For the record, the monetary policy committee of the RBI in its latest meeting raised the repo rate by 50 basis points to 5.40 per cent in order to contain the persistently high inflation. The latest hike took the repo rate above pre-pandemic levels of 5.15 per cent. Raising interest rate typically suppresses demand in the economy, thereby helping inflation to decline. India’s retail inflation has been over the RBI’s upper tolerance band of 6 per cent for the seventh consecutive month in a row now.

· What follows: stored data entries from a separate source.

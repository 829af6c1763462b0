//! Configuration loader

use std::path::Path;

use tether_utils::{config_file, Result, TetherError};

use super::JobConfig;

/// Configuration loader
pub struct ConfigLoader;

impl ConfigLoader {
    /// Load configuration from default location
    pub fn load() -> Result<JobConfig> {
        let path = config_file();
        if path.exists() {
            Self::load_from_path(&path)
        } else {
            Ok(JobConfig::default())
        }
    }

    /// Load configuration from a specific path
    pub fn load_from_path(path: &Path) -> Result<JobConfig> {
        let content = std::fs::read_to_string(path).map_err(|e| TetherError::FileRead {
            path: path.to_path_buf(),
            source: e,
        })?;

        Self::parse(&content, path)
    }

    /// Parse configuration from string
    pub fn parse(content: &str, path: &Path) -> Result<JobConfig> {
        toml::from_str(content).map_err(|e| TetherError::ConfigInvalid {
            path: path.to_path_buf(),
            message: e.to_string(),
        })
    }

    /// Validate configuration
    pub fn validate(config: &JobConfig) -> Result<()> {
        let stream = &config.stream;
        if stream.cwnd_size == 0 {
            return Err(TetherError::config("cwnd_size must be greater than 0"));
        }
        if stream.cwnd_size > stream.buffer_size {
            return Err(TetherError::config(
                "cwnd_size must not exceed buffer_size",
            ));
        }
        if stream.max_packet_size == 0 {
            return Err(TetherError::config("max_packet_size must be greater than 0"));
        }
        if stream.read_chunk_size == 0 {
            return Err(TetherError::config("read_chunk_size must be greater than 0"));
        }

        if config.input.reorder_capacity == 0 {
            return Err(TetherError::config("reorder_capacity must be greater than 0"));
        }

        Ok(())
    }

    /// Load from an explicit path, or the default location, and validate
    pub fn load_and_validate(path: Option<&Path>) -> Result<JobConfig> {
        let config = match path {
            Some(path) => Self::load_from_path(path)?,
            None => Self::load()?,
        };
        Self::validate(&config)?;
        Ok(config)
    }
}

In line with the global trend of monetary policy tightening to cool off inflation, the RBI has so far hiked the key repo rate — the rate at which the central bank of a country lends money to commercial banks — by 140 basis points in three instances. “With 140 basis points worth tightening behind us, we look for 60 basis points more hikes in the repo rate within FY23. Our call is for 35 basis points hike in September followed by another 25 basis points in December to take the repo rate to 6.0 per cent, before settling into an extended pause,” the report added.